The law does not require that the individual Defendants were the masterminds of the alleged scheme, only that their conduct contributed to the overall fraudulent scheme. Fowler, 535 F.3d at 418 (finding that it is sufficient to allege that a defendant had some part in directing the affairs of the enterprise "either by making decisions on behalf of the enterprise or by knowingly carrying them out."). Nor is there any requirement that the Defendants have been affiliated with the scheme from its inception or that they have been involved for any specific length of time.
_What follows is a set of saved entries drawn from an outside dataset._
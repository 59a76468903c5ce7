//! Catalog scraper orchestration
//!
//! Maps the five public operations onto the bounded fetch client and the
//! extraction engine. Non-2xx origin responses fail the operation; markup
//! that yields nothing is absorbed as empty data.

use crate::catalog::{
    HomeResponse, Image, Section, StreamResponse, TitleDetails, TitleItem, VideoStream,
};
use crate::extract::{
    extract_episodes, extract_featured, extract_grid_items, extract_inline_streams,
    extract_sections, extract_title_page, find_episode_href, find_stream_token, visible_text,
};
use crate::fetch::{FetchedResponse, HttpClient};
use crate::url::absolutize;
use scraper::Html;
use std::sync::Arc;

/// Orchestrates fetching and extraction for one catalog site
///
/// Holds a handle to the shared [`HttpClient`]; all caches live there.
/// Every operation builds its response from freshly parsed HTML.
pub struct CatalogScraper {
    http: Arc<HttpClient>,
    base_url: String,
}

impl CatalogScraper {
    /// Creates a scraper for the site rooted at `base_url`
    pub fn new(http: Arc<HttpClient>, base_url: impl Into<String>) -> Self {
        Self {
            http,
            base_url: base_url.into(),
        }
    }

    /// Fetches the home feed: featured carousel plus named sections
    pub async fn fetch_home(&self) -> crate::Result<HomeResponse> {
        let resp = self.http.get(&self.base_url).await?;
        self.ensure_success(&self.base_url, &resp)?;

        let doc = Html::parse_document(&resp.body);
        let root = doc.root_element();
        Ok(HomeResponse {
            featured: extract_featured(root, &self.base_url),
            sections: extract_sections(root, &self.base_url),
        })
    }

    /// Fetches only the named sections of the home page
    pub async fn fetch_sections(&self) -> crate::Result<Vec<Section>> {
        let resp = self.http.get(&self.base_url).await?;
        self.ensure_success(&self.base_url, &resp)?;

        let doc = Html::parse_document(&resp.body);
        Ok(extract_sections(doc.root_element(), &self.base_url))
    }

    /// Searches the catalog, trying each known search URL form in order
    ///
    /// Stops at the first form producing a non-empty item list. Individual
    /// per-URL failures are logged and skipped; an exhausted cascade
    /// returns an empty list rather than an error.
    pub async fn search(&self, query: &str) -> crate::Result<Vec<TitleItem>> {
        let search_urls = [
            format!("{}?s={}", self.base_url, query),
            format!("{}/search/{}", self.base_url.trim_end_matches('/'), query),
        ];

        for url in &search_urls {
            match self.http.get(url).await {
                Ok(resp) if resp.status == 200 => {
                    let doc = Html::parse_document(&resp.body);
                    let items = extract_grid_items(doc.root_element(), &self.base_url);
                    if !items.is_empty() {
                        return Ok(items);
                    }
                }
                Ok(resp) => {
                    tracing::debug!("search form {} returned status {}", url, resp.status);
                }
                Err(e) => {
                    tracing::warn!("search attempt failed for {}: {}", url, e);
                }
            }
        }

        Ok(Vec::new())
    }

    /// Fetches full details for one title slug
    pub async fn fetch_title(&self, slug: &str) -> crate::Result<TitleDetails> {
        let url = self.http.absolute(&self.base_url, slug);
        let resp = self.http.get(&url).await?;
        self.ensure_success(&url, &resp)?;

        let doc = Html::parse_document(&resp.body);
        let root = doc.root_element();
        let page = extract_title_page(root);
        let episodes = extract_episodes(root);

        let mut item = TitleItem::new(slug, page.title.unwrap_or_else(|| slug.to_string()));
        item.year = page.year;
        item.rating = page.rating;
        item.poster = page
            .poster
            .map(|p| Image::new(absolutize(&self.base_url, &p)));

        Ok(TitleDetails {
            item,
            synopsis: page.synopsis,
            genres: page.genres,
            episodes,
        })
    }

    /// Resolves playable streams for a title, optionally for one episode
    ///
    /// When an episode id is supplied and its link resolves to a page with
    /// a stream URL, that single result replaces everything found inline
    /// on the title page (an override, not a union).
    pub async fn resolve_stream(
        &self,
        slug: &str,
        episode_id: Option<&str>,
    ) -> crate::Result<StreamResponse> {
        let url = self.http.absolute(&self.base_url, slug);
        let resp = self.http.get(&url).await?;
        self.ensure_success(&url, &resp)?;

        let (mut streams, episode_href) = {
            let doc = Html::parse_document(&resp.body);
            let root = doc.root_element();
            let streams = extract_inline_streams(root, &self.base_url);
            let href = episode_id.and_then(|id| find_episode_href(root, id));
            (streams, href)
        };

        if let Some(href) = episode_href {
            let ep_url = self.http.absolute(&self.base_url, &href);
            let ep_resp = self.http.get(&ep_url).await?;
            if ep_resp.status == 200 {
                let found = {
                    let doc = Html::parse_document(&ep_resp.body);
                    find_stream_token(&visible_text(doc.root_element()))
                };
                if let Some(stream_url) = found {
                    streams = vec![VideoStream::new(absolutize(&self.base_url, &stream_url))];
                }
            }
        }

        Ok(StreamResponse {
            item_id: slug.to_string(),
            streams,
        })
    }

    fn ensure_success(&self, url: &str, resp: &FetchedResponse) -> crate::Result<()> {
        if resp.is_success() {
            Ok(())
        } else {
            Err(crate::AcervoError::Status {
                url: url.to_string(),
                status: resp.status,
            })
        }
    }
}
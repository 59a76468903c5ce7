//! Featured and grid title-item extraction
//!
//! Both extractors scan anchor cascades, derive a title per anchor, pick a
//! poster from a nested image, and deduplicate by slug keeping the first
//! occurrence. They differ in their selector tiers, candidate caps, and
//! poster attribute preference.

use crate::catalog::{Image, TitleItem};
use crate::extract::cascade::Cascade;
use crate::extract::text::element_text;
use crate::url::{absolutize, slugify};
use scraper::{ElementRef, Selector};
use std::collections::HashSet;
use std::sync::OnceLock;

/// Candidate anchors scanned per featured extraction
const FEATURED_SCAN_CAP: usize = 60;
/// Featured items emitted after deduplication
const FEATURED_CAP: usize = 20;
/// Candidate anchors scanned per grid extraction
const GRID_SCAN_CAP: usize = 300;

fn featured_anchors() -> &'static Cascade {
    static CASCADE: OnceLock<Cascade> = OnceLock::new();
    CASCADE.get_or_init(|| {
        Cascade::new(&[
            ".featured a[href]",
            ".slider a[href]",
            ".carousel a[href]",
            "a.featured",
        ])
    })
}

fn grid_anchors() -> &'static Cascade {
    static CASCADE: OnceLock<Cascade> = OnceLock::new();
    CASCADE.get_or_init(|| {
        Cascade::new(&[
            "a[href][title]",
            ".item a[href]",
            ".poster a[href]",
            ".thumb a[href]",
            "a.poster",
            "a.item",
        ])
    })
}

fn img_selector() -> &'static Selector {
    static SEL: OnceLock<Selector> = OnceLock::new();
    SEL.get_or_init(|| Selector::parse("img").expect("static selector"))
}

/// Extracts featured/slider/carousel items from a page
///
/// Poster preference: `data-src` then `src` on the anchor's nested image.
/// Output is deduplicated by slug (first occurrence wins) and truncated
/// to 20 items.
pub fn extract_featured(root: ElementRef, base_url: &str) -> Vec<TitleItem> {
    let anchors = featured_anchors().select_capped(root, FEATURED_SCAN_CAP);
    let mut items: Vec<TitleItem> = anchors
        .into_iter()
        .filter_map(|a| anchor_to_item(a, base_url, &["data-src", "src"], false))
        .collect();
    dedup_by_slug(&mut items);
    items.truncate(FEATURED_CAP);
    items
}

/// Extracts grid listing items from a page or container fragment
///
/// Used for sections, search results, and fallback listings. Poster
/// preference: `data-src`, then `srcset` (first URL token), then `src`.
/// Output is deduplicated by slug; callers apply their own truncation.
pub fn extract_grid_items(root: ElementRef, base_url: &str) -> Vec<TitleItem> {
    let anchors = grid_anchors().select_capped(root, GRID_SCAN_CAP);
    let mut items: Vec<TitleItem> = anchors
        .into_iter()
        .filter_map(|a| anchor_to_item(a, base_url, &["data-src", "srcset", "src"], true))
        .collect();
    dedup_by_slug(&mut items);
    items
}

/// Builds a TitleItem from one anchor, or skips it (missing href)
fn anchor_to_item(
    anchor: ElementRef,
    base_url: &str,
    poster_attrs: &[&str],
    pick_srcset_token: bool,
) -> Option<TitleItem> {
    let href = anchor.value().attr("href")?;
    if href.is_empty() {
        return None;
    }

    let title = anchor
        .value()
        .attr("title")
        .map(str::trim)
        .filter(|t| !t.is_empty())
        .map(str::to_string)
        .or_else(|| element_text(anchor))
        .unwrap_or_else(|| href.to_string());

    let mut item = TitleItem::new(slugify(href), title);

    if let Some(poster) = first_image_attr(anchor, poster_attrs) {
        let poster = if pick_srcset_token {
            pick_from_srcset(&poster).to_string()
        } else {
            poster
        };
        item.poster = Some(Image::new(absolutize(base_url, &poster)));
    }

    Some(item)
}

/// First non-empty value among `attrs` on the anchor's first nested image
fn first_image_attr(anchor: ElementRef, attrs: &[&str]) -> Option<String> {
    let img = anchor.select(img_selector()).next()?;
    for attr in attrs {
        if let Some(value) = img.value().attr(attr) {
            let value = value.trim();
            if !value.is_empty() {
                return Some(value.to_string());
            }
        }
    }
    None
}

/// Picks the first URL token out of a srcset-style value
fn pick_from_srcset(src: &str) -> &str {
    match src.split(',').next() {
        Some(first) => first.split_whitespace().next().unwrap_or(src),
        None => src,
    }
}

/// Removes later duplicates sharing a slug, preserving insertion order
fn dedup_by_slug(items: &mut Vec<TitleItem>) {
    let mut seen: HashSet<String> = HashSet::new();
    items.retain(|item| seen.insert(item.slug.clone()));
}
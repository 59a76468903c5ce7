//! Acervo main entry point
//!
//! Command-line front-end over the scraping core: each subcommand maps to
//! one catalog operation and prints its typed response as JSON.

use acervo::catalog::{CatalogScraper, SearchResponse};
use acervo::config::load_config_with_hash;
use acervo::fetch::HttpClient;
use clap::{Parser, Subcommand};
use std::path::PathBuf;
use std::sync::Arc;
use tracing_subscriber::EnvFilter;

/// Acervo: a media-catalog scraper
///
/// Fetches and extracts catalog data (home feed, sections, search, title
/// details, stream URLs) from the configured site and prints JSON.
#[derive(Parser, Debug)]
#[command(name = "acervo")]
#[command(version = "1.0.0")]
#[command(about = "A media-catalog scraper", long_about = None)]
struct Cli {
    /// Path to TOML configuration file
    #[arg(value_name = "CONFIG")]
    config: PathBuf,

    /// Increase logging verbosity (-v, -vv, -vvv)
    #[arg(short, long, action = clap::ArgAction::Count)]
    verbose: u8,

    /// Suppress non-error output
    #[arg(short, long, conflicts_with = "verbose")]
    quiet: bool,

    #[command(subcommand)]
    command: Command,
}

#[derive(Subcommand, Debug)]
enum Command {
    /// Fetch the home feed (featured + sections)
    Home,
    /// Fetch only the home-page sections
    Sections,
    /// Search the catalog
    Search {
        /// Query string
        query: String,
    },
    /// Fetch full details for one title
    Title {
        /// Title slug, e.g. "movie/foo-bar"
        slug: String,
    },
    /// Resolve playable streams for a title
    Stream {
        /// Title slug
        slug: String,
        /// Optional episode identifier to resolve instead
        #[arg(long)]
        episode: Option<String>,
    },
}

#[tokio::main]
async fn main() -> Result<(), Box<dyn std::error::Error>> {
    let cli = Cli::parse();

    setup_logging(cli.verbose, cli.quiet);

    tracing::info!("Loading configuration from: {}", cli.config.display());
    let (config, _config_hash) = match load_config_with_hash(&cli.config) {
        Ok((cfg, hash)) => {
            tracing::info!("Configuration loaded successfully (hash: {})", hash);
            (cfg, hash)
        }
        Err(e) => {
            tracing::error!("Failed to load configuration: {}", e);
            return Err(e.into());
        }
    };
    let http = Arc::new(HttpClient::new(&config)?);
    let scraper = CatalogScraper::new(http, config.scrape.base_url.clone());

    let json = match cli.command {
        Command::Home => serde_json::to_string_pretty(&scraper.fetch_home().await?)?,
        Command::Sections => serde_json::to_string_pretty(&scraper.fetch_sections().await?)?,
        Command::Search { query } => {
            let items = scraper.search(&query).await?;
            serde_json::to_string_pretty(&SearchResponse { query, items })?
        }
        Command::Title { slug } => serde_json::to_string_pretty(&scraper.fetch_title(&slug).await?)?,
        Command::Stream { slug, episode } => serde_json::to_string_pretty(
            &scraper.resolve_stream(&slug, episode.as_deref()).await?,
        )?,
    };

    println!("{}", json);
    Ok(())
}

/// Sets up the logging/tracing subscriber based on verbosity level
fn setup_logging(verbose: u8, quiet: bool) {
    let filter = if quiet {
        EnvFilter::new("error")
    } else {
        match verbose {
            0 => EnvFilter::new("acervo=info,warn"),
            1 => EnvFilter::new("acervo=debug,info"),
            2 => EnvFilter::new("acervo=trace,debug"),
            _ => EnvFilter::new("trace"),
        }
    };

    tracing_subscriber::fmt()
        .with_env_filter(filter)
        .with_target(false)
        .with_thread_ids(false)
        .with_file(false)
        .init();
}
See Universal Health, 2014 WL 5427170, at *5 ("There is no requirement under RICO that an enterprise remain static from the moment of its inception; members may come and go, and those who joined even years after the enterprise began are just as liable for their unlawful acts under RICO as founding members.") (citing Boyle, 556 U.S. at 952, 129 S.Ct. 2237).
To reiterate the Court's reasoning supra, the Charts attached as Exhibits to Plaintiff's Complaint, that are further referenced in the paragraphs of the Complaint, identify Ruden and Quiroga as individuals who submitted the fraudulent bills and documentation submitted to State Farm and reveal when the alleged fraudulent statements were made with respect to the identified patients. As the Court noted supra, Defendants question how Plaintiff intends to establish that each and every visit in the treating time frame involved a fraudulent service provided pursuant to the alleged predetermined protocol. But that is what has been alleged and this is a factual matter not appropriately addressed at this pleading stage. What is important here is that the allegations of the Complaint, read in conjunction with the detail provided in the Exhibits, contains sufficient factual content to put Defendants on notice of the fraud that they are alleged to have committed or of which they are alleged to have been a part. "Each of these actions ultimately contributes to the fraudulent submission to plaintiff, in which each member has contributed in whole or in part to one of the hundreds of false representations
For the foregoing reasons, the Court DENIES Defendants' motions to dismiss (ECF Nos. 20, 21, 23, 25, 32, 46) and DENIES Defendants' motion to strike (ECF No. 22).